The U.S. Supreme Court continues to link spending money with free speech so that Americans with the most cash have the loudest voices in elections. That ignores decades of established law, and it is a dangerous road for democracy. The court's latest attack on campaign contribution limits this week gives those with the deepest pockets even more influence, invites corruption and increases pressure on all citizens to ignore attack ads and become more independent-thinking participants in the electoral process.
The Supreme Court's most conservative justices struck down the limits on the combined total contributions that individual donors can give to federal candidates, political parties and other political committees. A single donor had been limited to giving no more than $123,200 in total contributions to federal candidates and committees in one election cycle. That is more than enough for all but the wealthiest contributors. Contribution limits of $5,200 per election cycle to individual federal candidates and other limits on contributions to each committee remain in place for now. But the court's 5-4 opinion in McCutcheon vs. Federal Election Commission removes the aggregate limits and enables wealthy donors to give the maximum to as many candidates and political committees as they want. That increases the influence of the few at the expense of the majority of Americans.
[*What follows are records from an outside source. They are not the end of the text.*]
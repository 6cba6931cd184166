//! The [`Behavior`] trait and the [`Executor`] that links it to a cell.
//!
//! Behaviours are the open extension point of the engine: any rule, not
//! only Conway's, is added by implementing [`Behavior::exec`]. A behaviour
//! reads committed values through its [`StepContext`] and writes only its
//! own cell's staged slot.

use crate::context::StepContext;
use crate::error::{CellError, ExecError};
use crate::id::CellId;
use crate::mesh::Mesh;
use std::fmt;

/// Per-cell update logic, invoked once per generation.
///
/// # Contract
///
/// - `exec()` reads only committed values (own and neighbours') and writes
///   only through [`StepContext::stage`]. It never commits.
/// - `&self`: behaviours are stateless between calls; state that must
///   persist belongs in the cell's [`Value`](crate::Value).
///
/// # Examples
///
/// A behaviour that stages the number of neighbours:
///
/// ```
/// use weft_core::{Behavior, ExecError, Mesh, StepContext};
///
/// struct Degree;
///
/// impl Behavior<usize> for Degree {
///     fn name(&self) -> &str { "degree" }
///
///     fn exec(&self, ctx: &mut StepContext<'_, usize>) -> Result<(), ExecError> {
///         let n = ctx.neighborhood()?.size();
///         ctx.stage(n);
///         Ok(())
///     }
/// }
///
/// let mut mesh: Mesh<usize> = Mesh::new();
/// let a = mesh.insert(0, Box::new(Degree));
/// mesh.subscribe(a, a).unwrap();
/// mesh.exec(a).unwrap();
/// mesh.commit(a).unwrap();
/// assert_eq!(mesh.get(a).unwrap(), 1);
/// ```
pub trait Behavior<T> {
    /// Human-readable name for diagnostics and error reporting.
    fn name(&self) -> &str {
        std::any::type_name::<Self>()
    }

    /// Propose the cell's next value. The default does nothing, leaving the
    /// cell unchanged at commit.
    fn exec(&self, ctx: &mut StepContext<'_, T>) -> Result<(), ExecError> {
        let _ = ctx;
        Ok(())
    }
}

/// The no-op behaviour given to cells that never change.
#[derive(Clone, Copy, Debug, Default, PartialEq, Eq)]
pub struct Idle;

impl<T> Behavior<T> for Idle {
    fn name(&self) -> &str {
        "idle"
    }
}

/// A behaviour backed by a closure. Built with [`from_fn`].
pub struct FnBehavior<F> {
    name: String,
    f: F,
}

/// Wrap a closure as a [`Behavior`].
///
/// Handy for per-cell rules produced by a grid factory without declaring a
/// type for each of them.
pub fn from_fn<T, F>(name: impl Into<String>, f: F) -> FnBehavior<F>
where
    F: Fn(&mut StepContext<'_, T>) -> Result<(), ExecError> + 'static,
{
    FnBehavior {
        name: name.into(),
        f,
    }
}

impl<T, F> Behavior<T> for FnBehavior<F>
where
    F: Fn(&mut StepContext<'_, T>) -> Result<(), ExecError> + 'static,
{
    fn name(&self) -> &str {
        &self.name
    }

    fn exec(&self, ctx: &mut StepContext<'_, T>) -> Result<(), ExecError> {
        (self.f)(ctx)
    }
}

/// A behaviour together with its back-reference to the owning cell.
///
/// The link is a [`CellId`] rather than a pointer, so it stays valid when
/// the owning mesh moves. It is set by the mesh when the behaviour is
/// attached; an executor built by hand starts unlinked and refuses to run.
pub struct Executor<T> {
    behavior: Box<dyn Behavior<T>>,
    cell: Option<CellId>,
}

impl<T> Executor<T> {
    /// Wrap a behaviour. The executor starts unlinked.
    pub fn new(behavior: Box<dyn Behavior<T>>) -> Self {
        Self {
            behavior,
            cell: None,
        }
    }

    /// An unlinked executor running [`Idle`].
    pub fn idle() -> Self {
        Self::new(Box::new(Idle))
    }

    /// The cell this executor is linked to.
    pub fn cell(&self) -> Result<CellId, CellError> {
        self.cell.ok_or(CellError::Unlinked)
    }

    /// Whether [`cell`](Self::cell) would succeed.
    pub fn is_linked(&self) -> bool {
        self.cell.is_some()
    }

    /// The wrapped behaviour.
    pub fn behavior(&self) -> &dyn Behavior<T> {
        self.behavior.as_ref()
    }

    /// Name of the wrapped behaviour.
    pub fn name(&self) -> &str {
        self.behavior.name()
    }

    /// Bind to `cell`, replacing any earlier binding. The mesh checks that
    /// the handle resolves before calling this.
    pub(crate) fn link(&mut self, cell: CellId) {
        self.cell = Some(cell);
    }

    /// Swap the behaviour, keeping the link. Returns the previous one.
    pub(crate) fn replace(&mut self, behavior: Box<dyn Behavior<T>>) -> Box<dyn Behavior<T>> {
        std::mem::replace(&mut self.behavior, behavior)
    }
}

impl<T: Clone> Executor<T> {
    /// Run the behaviour against the committed state of `mesh`.
    ///
    /// Returns the value the behaviour staged, if any. The caller decides
    /// where the proposal goes; [`Mesh::exec`] stages it on the linked cell.
    pub fn exec(&self, mesh: &Mesh<T>) -> Result<Option<T>, ExecError> {
        let cell = self.cell()?;
        let mut ctx = StepContext::new(mesh, cell);
        self.behavior.exec(&mut ctx)?;
        Ok(ctx.into_staged())
    }
}

impl<T> fmt::Debug for Executor<T> {
    fn fmt(&self, f: &mut fmt::Formatter<'_>) -> fmt::Result {
        f.debug_struct("Executor")
            .field("behavior", &self.behavior.name())
            .field("cell", &self.cell)
            .finish()
    }
}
Chief Justice John G. Roberts Jr., who wrote the plurality opinion, illogically argues that protecting the free speech rights of wealthy donors by overturning political contribution limits is no different from protecting the free speech rights of unpopular protests such as flag burning, funeral protests and Nazi parades. But free speech should not be directly tied to the amount of money one can spend. Justice Stephen Breyer wrote a powerful dissent that described the importance of protecting the public interest in "collective speech" that is effectively drowned out by the millions spent by the wealthy few.
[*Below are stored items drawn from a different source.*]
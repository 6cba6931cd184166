//! Ordered adjacency list of cell handles.

use crate::id::CellId;
use smallvec::SmallVec;

/// The neighbours of a cell, as non-owning [`CellId`] handles.
///
/// Order is insertion order and is observable through [`iter`](Self::iter)
/// and [`map`](Self::map). Duplicates and self-references are kept as-is:
/// a torus narrower than three cells legitimately subscribes the same
/// neighbour twice, or the cell itself.
///
/// Inline storage covers the four entries of a 4-connected lattice without
/// a heap allocation.
#[derive(Clone, Debug, Default, PartialEq, Eq)]
pub struct Neighborhood {
    neighbors: SmallVec<[CellId; 4]>,
}

impl Neighborhood {
    /// An empty neighbourhood.
    pub fn new() -> Self {
        Self::default()
    }

    /// Append a neighbour. No deduplication, no capacity check.
    pub fn subscribe(&mut self, cell: CellId) {
        self.neighbors.push(cell);
    }

    /// Remove the first occurrence of `cell`.
    ///
    /// Returns `false` (and changes nothing) if `cell` is not subscribed.
    pub fn unsubscribe(&mut self, cell: CellId) -> bool {
        match self.neighbors.iter().position(|&c| c == cell) {
            Some(pos) => {
                self.neighbors.remove(pos);
                true
            }
            None => false,
        }
    }

    /// Number of subscriptions, duplicates included.
    pub fn size(&self) -> usize {
        self.neighbors.len()
    }

    /// Alias for [`size`](Self::size).
    pub fn len(&self) -> usize {
        self.neighbors.len()
    }

    /// Returns `true` if there are no subscriptions.
    pub fn is_empty(&self) -> bool {
        self.neighbors.is_empty()
    }

    /// Whether `cell` is subscribed at least once.
    pub fn contains(&self, cell: CellId) -> bool {
        self.neighbors.contains(&cell)
    }

    /// Iterate neighbours in insertion order.
    pub fn iter(&self) -> impl Iterator<Item = CellId> + '_ {
        self.neighbors.iter().copied()
    }

    /// Apply `f` to each neighbour in order and collect the results.
    pub fn map<U>(&self, f: impl FnMut(CellId) -> U) -> Vec<U> {
        self.iter().map(f).collect()
    }

    /// The neighbours as a slice.
    pub fn as_slice(&self) -> &[CellId] {
        &self.neighbors
    }
}

impl<'a> IntoIterator for &'a Neighborhood {
    type Item = &'a CellId;
    type IntoIter = std::slice::Iter<'a, CellId>;

    fn into_iter(self) -> Self::IntoIter {
        self.neighbors.iter()
    }
}

#[cfg(test)]
mod tests {
    use super::*;
    use proptest::prelude::*;

    #[test]
    fn subscribe_keeps_order_and_duplicates() {
        let mut n = Neighborhood::new();
        n.subscribe(CellId(2));
        n.subscribe(CellId(0));
        n.subscribe(CellId(2));
        assert_eq!(n.size(), 3);
        assert_eq!(n.as_slice(), &[CellId(2), CellId(0), CellId(2)]);
    }

    #[test]
    fn unsubscribe_removes_first_match_only() {
        let mut n = Neighborhood::new();
        n.subscribe(CellId(1));
        n.subscribe(CellId(5));
        n.subscribe(CellId(1));
        assert!(n.unsubscribe(CellId(1)));
        assert_eq!(n.as_slice(), &[CellId(5), CellId(1)]);
    }

    #[test]
    fn unsubscribe_absent_is_noop() {
        let mut n = Neighborhood::new();
        n.subscribe(CellId(1));
        assert!(!n.unsubscribe(CellId(9)));
        assert_eq!(n.size(), 1);
    }

    #[test]
    fn map_preserves_order() {
        let mut n = Neighborhood::new();
        for i in [3, 1, 4] {
            n.subscribe(CellId(i));
        }
        assert_eq!(n.map(|c| c.index() * 10), vec![30, 10, 40]);
    }

    #[test]
    fn borrowed_into_iter() {
        let mut n = Neighborhood::new();
        n.subscribe(CellId(0));
        let mut seen = Vec::new();
        for c in &n {
            seen.push(*c);
        }
        assert_eq!(seen, vec![CellId(0)]);
    }

    #[test]
    fn grows_past_inline_capacity() {
        let mut n = Neighborhood::new();
        for i in 0..9 {
            n.subscribe(CellId(i));
        }
        assert_eq!(n.len(), 9);
        assert!(n.contains(CellId(8)));
    }

    proptest! {
        #[test]
        fn subscribe_unsubscribe_restores_size(
            existing in proptest::collection::vec(0usize..16, 0..10),
            extra in 0usize..16,
        ) {
            let mut n = Neighborhood::new();
            for c in &existing {
                n.subscribe(CellId(*c));
            }
            let before = n.size();
            n.subscribe(CellId(extra));
            prop_assert_eq!(n.size(), before + 1);
            prop_assert!(n.unsubscribe(CellId(extra)));
            prop_assert_eq!(n.size(), before);
        }
    }
}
"The First Amendment advances not only the individual's right to engage in political speech,'' Breyer wrote, "but also the public's interest in preserving a democratic order in which collective speech matters.''
Limits on campaign contributions have been previously upheld to protect against corruption or the appearance of corruption. Yet Roberts' pinched definition of corruption essentially would require bags of cash to be delivered to a member of Congress in return for a particular vote. He refuses to acknowledge that enormous political contributions corrupt the process. Breyer noted the appearance of corruption to Americans so disillusioned by the influence of money in politics and government further erodes our democracy.
The court's latest attack on contribution limits comes as no surprise. In recent years the Supreme Court eased rules about groups airing ads close to an election, and it overturned an effort to level the playing field for candidates facing rich, self-funded opponents. The 2010 Citizens United decision opened the floodgates for corporations and unions to spend unlimited amounts of money and gave rise to the shadowy super political action committees that can drown out the candidates themselves.
Absent constitutional amendments or a more enlightened Supreme Court, there are a few ways to mitigate the damage. As Roberts noted, Congress could pass new limits on the way money is transferred — some would say laundered — through party and political committees. There also should be more effort to report all campaign contributions faster and online, so at least voters can track who is giving how much to whom.
Ultimately, the Supreme Court has increased the responsibility of citizens to participate in democracy. The court is making it easier for the wealthy to buy control of government. The best antiseptic is for Americans to pay closer attention, hold elected leaders accountable for their actions — and vote.